The place is Masai Mara. The season is after the rains when the grass is as tall as half the height of the van. For those who are looking for the big five, woe unto them. They will go back home with nil find. My client is standing on the roof of the van. He knew the season will be like this. He is not interested in the big animals. If they come, that will be fine. But his main interest is in birds and the insects. He did not carry the state-of-art cameras with a big name. He carried a point and shoot, just in case he needed to carry some exhibits back home from the safari. As a person with a passion for birds and insects, he had with him the most modern and expensive binoculars; the Swarovski. This type of binoculars has a zoom lens, a stabiliser, and a night vision capability.
He had the binoculars on his face, straining on an object not far away. I could see it was a flying object. As it came closer, I could identify it from the shape and colours of the wings. It was a grasshopper. I left him to observe the insect and went back to what I was doing, setting up the shooting options for my camera to suit the cloudy situation. It wasn’t long before I noticed something was wrong with my client. He had been quiet for far too long. I stopped what I was doing to check on him. He was standing on the same spot as before, but he was not looking through his binoculars anymore. He looked disturbed. His hands hang on his sides. He was a man in deep thoughts. "Steve," he called softly, as if he was not sure of his voice. "I have heard about strange things happening in Africa but I never thought I would ever be a witness to any. I am either going crazy, or I have just seen one of the craziest things happening in the wild. I had been watching a very beautiful grasshopper with sky blue flight wings underneath a greenish top cover wings, flying directly towards me. As the insect came closer, I tried to zoom out to see it better. When I recovered the focus on my binoculars, it was no longer a grasshopper. It was a bird! The bird had almost similar colours of the grasshopper. A sky blue hue, slightly deeper blue on the flanks and a large head. I can swear I was looking at a grasshopper. How it changed to a bird, I cannot tell," he concluded his strange story and looked at me for an answer. "This is African wild," I said to him. "What can happen, will happen," I said with such finality and conviction that I saw him getting scared. Scared of me, and scared of the African wild. He did not know what had just happened. I knew. His grasshopper had just been swallowed by a bird called Lilac-Breasted Roller.

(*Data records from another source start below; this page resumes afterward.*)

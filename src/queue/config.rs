/// The provider's per-request batch limit for send, receive, delete and visibility calls.
pub const MAX_BATCH_SIZE: usize = 10;

/// The longest long-poll wait SQS accepts, in seconds.
pub const MAX_WAIT_TIME_SECONDS: i32 = 20;

/// Configuration for a batch queue client.
///
/// Defines the target queue and the parameters used for every receive call.
/// Values outside the provider's limits are clamped by the builder methods.
///
/// # Fields
/// - `queue_url`: The URL of the queue every operation targets.
/// - `max_number_of_messages`: The maximum number of messages requested per receive call.
/// - `visibility_timeout`: Overrides the queue's visibility timeout for receives and heartbeats.
/// - `wait_time_seconds`: The wait time for long polling, in seconds.
#[derive(Debug, Clone)]
pub struct QueueConfig {
    /// The URL of the queue every operation targets.
    pub queue_url: String,

    /// The maximum number of messages to receive in a single request.
    pub max_number_of_messages: i32,

    /// Visibility timeout applied to received messages and heartbeats, in seconds.
    pub visibility_timeout: Option<i32>,

    /// The wait time for long polling, in seconds.
    pub wait_time_seconds: i32,
}

impl Default for QueueConfig {
    fn default() -> Self {
        QueueConfig {
            queue_url: String::new(),
            max_number_of_messages: MAX_BATCH_SIZE as i32,
            visibility_timeout: None,
            wait_time_seconds: MAX_WAIT_TIME_SECONDS,
        }
    }
}

impl QueueConfig {
    pub fn new(queue_url: impl Into<String>) -> Self {
        QueueConfig {
            queue_url: queue_url.into(),
            ..Default::default()
        }
    }

    /// Sets the per-call receive size, clamped to `1..=10`.
    pub fn with_max_number_of_messages(mut self, max_number_of_messages: i32) -> Self {
        self.max_number_of_messages = max_number_of_messages.clamp(1, MAX_BATCH_SIZE as i32);
        self
    }

    pub fn with_visibility_timeout(mut self, seconds: i32) -> Self {
        self.visibility_timeout = Some(seconds);
        self
    }

    /// Sets the long-poll wait, clamped to `0..=20` seconds.
    pub fn with_wait_time_seconds(mut self, seconds: i32) -> Self {
        self.wait_time_seconds = seconds.clamp(0, MAX_WAIT_TIME_SECONDS);
        self
    }

    /// Messages requested by the next poll given how many are already collected.
    pub(crate) fn poll_size(&self, target: usize, collected: usize) -> i32 {
        let remaining = target.saturating_sub(collected);
        let max = self.max_number_of_messages.clamp(1, MAX_BATCH_SIZE as i32) as usize;
        remaining.min(max) as i32
    }
}
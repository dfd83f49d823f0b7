//! # SQS Batch Queue
//!
//! A batching and pagination layer over AWS SQS. It turns the service's
//! size-limited, single-shot calls into bulk operations over a single queue.
//!
//! ## Features
//!
//! - Send any number of messages, ten per `SendMessageBatch` request, dispatched concurrently
//! - Receive up to a target count across repeated long polls, optionally several at a time
//! - Batch delete of received messages
//! - Visibility heartbeats, using the queue's own timeout unless overridden
//! - Partial batch failures returned as data rather than errors
//!
//! ## Quick Start
//!
//! ```rust,no_run
//! use sqs_batch_queue::{BatchQueue, QueueConfig};
//!
//! #[tokio::main]
//! async fn main() -> Result<(), Box<dyn std::error::Error>> {
//!     let queue_url = "https://sqs.region.amazonaws.com/account/queue-name";
//!     let queue = BatchQueue::from_env(QueueConfig::new(queue_url)).await;
//!
//!     queue.send(&["first", "second", "third"]).await?;
//!
//!     let messages = queue.receive(50, 5).await?;
//!     for message in &messages {
//!         println!("Processing message: {}", message.body);
//!     }
//!     queue.delete(&messages).await?;
//!
//!     Ok(())
//! }
//! ```

pub mod client;
pub mod errors;
pub mod queue;

pub use errors::BatchQueueError;
pub use queue::{BatchOutcome, BatchQueue, MessageHandle, QueueConfig, QueueService, ReceivedMessage};
use thiserror::Error;

use crate::queue::BatchOutcome;

/// Error types for batch queue operations.
///
/// Transport and service failures surface here. Entries the service rejected
/// inside an otherwise successful batch call are not errors; they are reported
/// in [`BatchOutcome::failed`].
#[derive(Debug, Error)]
pub enum BatchQueueError {
    /// A call to the queue service failed as a whole (network, auth, throttling).
    #[error("{operation} request failed: {source}")]
    Service {
        operation: &'static str,
        #[source]
        source: Box<dyn std::error::Error + Send + Sync>,
    },

    /// The SDK refused to build a request entry.
    #[error("failed to build {operation} entry: {message}")]
    BuildEntry {
        operation: &'static str,
        message: String,
    },

    /// The service did not return a queue URL where one was required.
    #[error("queue URL was not returned by the service")]
    MissingQueueUrl,

    /// A queue attribute was absent or could not be parsed.
    #[error("queue attribute {name} has an invalid value: {value:?}")]
    InvalidAttribute { name: String, value: Option<String> },

    /// One or more chunk requests of a batch operation failed.
    ///
    /// Every chunk is awaited before this is returned, so `completed` holds the
    /// outcome of each chunk that succeeded and `errors` each one that did not,
    /// both keyed by chunk index.
    #[error("{} of {total} batch requests failed", .errors.len())]
    Dispatch {
        total: usize,
        completed: Vec<(usize, BatchOutcome)>,
        errors: Vec<(usize, BatchQueueError)>,
    },
}

impl BatchQueueError {
    /// Wraps a service-level failure for the named operation.
    pub fn service<E>(operation: &'static str, source: E) -> Self
    where
        E: std::error::Error + Send + Sync + 'static,
    {
        BatchQueueError::Service {
            operation,
            source: Box::new(source),
        }
    }
}
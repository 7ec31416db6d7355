//! Output emitters. Writers only read the report; nothing here feeds back
//! into rendering.
pub mod json;
pub mod text;
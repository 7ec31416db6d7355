use clap::{Parser, Subcommand};
use std::path::PathBuf;

#[derive(Parser, Debug)]
#[command(author, version, about)]
pub struct Cli {
    #[command(subcommand)]
    pub command: Command,
}

#[derive(Subcommand, Debug)]
pub enum Command {
    /// Render a template against a JSON bindings file
    Render {
        /// Template file, or `-` for stdin
        template: PathBuf,
        /// JSON object with the values the template refers to
        #[arg(short, long)]
        bindings: Option<PathBuf>,
        /// Print the full report as JSON
        #[arg(long)]
        json: bool,
        /// Skip the code form of the template
        #[arg(long)]
        no_code: bool,
    },
    /// Print the token stream
    Tokens {
        template: PathBuf,
        #[arg(long)]
        json: bool,
    },
    /// Print the parsed syntax tree
    Tree {
        template: PathBuf,
        #[arg(long)]
        json: bool,
    },
}
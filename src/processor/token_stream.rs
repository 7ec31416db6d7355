//! Lookahead-1 cursor over a lexed token slice.

use super::lexer::{Token, TokenKind};
use crate::model::TextRange;

pub struct TokenStream<'t> {
    tokens: &'t [Token],
    pos: usize,
}

impl<'t> TokenStream<'t> {
    pub fn new(tokens: &'t [Token]) -> Self {
        Self { tokens, pos: 0 }
    }

    pub fn eos(&self) -> bool {
        self.pos >= self.tokens.len()
    }

    pub fn current(&self) -> Option<&'t Token> {
        self.tokens.get(self.pos)
    }

    pub fn last(&self) -> Option<&'t Token> {
        self.tokens.last()
    }

    /// Range of the current token, or a zero-width range just past the last
    /// token once the stream is exhausted.
    pub fn current_range(&self) -> TextRange {
        match (self.current(), self.last()) {
            (Some(token), _) => token.range,
            (None, Some(last)) => TextRange::at(last.range.end),
            (None, None) => TextRange::default(),
        }
    }

    pub fn peek_kind(&self) -> Option<TokenKind> {
        self.current().map(|t| t.kind)
    }

    pub fn matches(&self, kind: TokenKind) -> bool {
        self.peek_kind() == Some(kind)
    }

    /// Consume the current token if it is of `kind`.
    pub fn consume(&mut self, kind: TokenKind) -> Option<&'t Token> {
        let token = self.current().filter(|t| t.kind == kind)?;
        self.pos += 1;
        Some(token)
    }

    /// Consume the current token whatever it is.
    pub fn advance(&mut self) -> Option<&'t Token> {
        let token = self.current()?;
        self.pos += 1;
        Some(token)
    }

    /// Skip whitespace and newlines; true if anything was skipped.
    pub fn whitespace(&mut self) -> bool {
        let start = self.pos;
        while matches!(
            self.peek_kind(),
            Some(TokenKind::Whitespace | TokenKind::Newline)
        ) {
            self.pos += 1;
        }
        self.pos > start
    }
}
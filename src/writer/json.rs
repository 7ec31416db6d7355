//! Machine-readable output (`--json`).

use crate::model::Report;
use crate::processor::ast::Node;
use crate::processor::lexer::Token;
use anyhow::{Context, Result};
use serde::Serialize;
use std::io::Write;

pub fn emit(report: &Report, out: &mut impl Write) -> Result<()> {
    write_pretty(report, out).with_context(|| "Writing JSON report")
}

#[derive(Serialize)]
struct TokenEntry<'t> {
    #[serde(flatten)]
    token: &'t Token,
    text: String,
}

/// Tokens with their source text attached.
pub fn tokens(tokens: &[Token], source: &str, out: &mut impl Write) -> Result<()> {
    let chars: Vec<char> = source.chars().collect();
    let entries: Vec<TokenEntry> = tokens
        .iter()
        .map(|token| TokenEntry {
            token,
            text: token.text(&chars),
        })
        .collect();
    write_pretty(&entries, out).with_context(|| "Writing JSON tokens")
}

pub fn tree(root: &Node, out: &mut impl Write) -> Result<()> {
    write_pretty(root, out).with_context(|| "Writing JSON tree")
}

fn write_pretty<T: Serialize + ?Sized>(value: &T, out: &mut impl Write) -> Result<()> {
    serde_json::to_writer_pretty(&mut *out, value)?;
    writeln!(out)?;
    Ok(())
}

Lilac-Breasted Roller is a species of birds that inhabit most part of Kenya. It is considered one of the most beautiful birds in the plains. One of its most interesting habits is flying low and displaying its magnificent coloured wings by turning upside down like an acrobatic plane. When hunting, it can pursue an insect and grab it midair, but will have to land in order to swallow it. One of the roller species, the European roller is a migrant from Europe. From December to March, these birds can be seen in most parts of the country, and especially in the plains and on lands that are being prepared for cultivation. With the tall grass in the Mara, the Lilacs are busy harvesting the grasshoppers and the butterflies that abounds during this season. In the Tsavo area, the European rollers and other migrants are enjoying the many insects like beetles and worms that appear after the rains. Luckily for the birds, the rains came at the earliest time this year, giving them enough food to build up energy that they will need when flying back home. By the end of March, or early April, the migrants will have to obey their natural instincts to navigate through the continent to reach their homes in time to enjoy the autumn.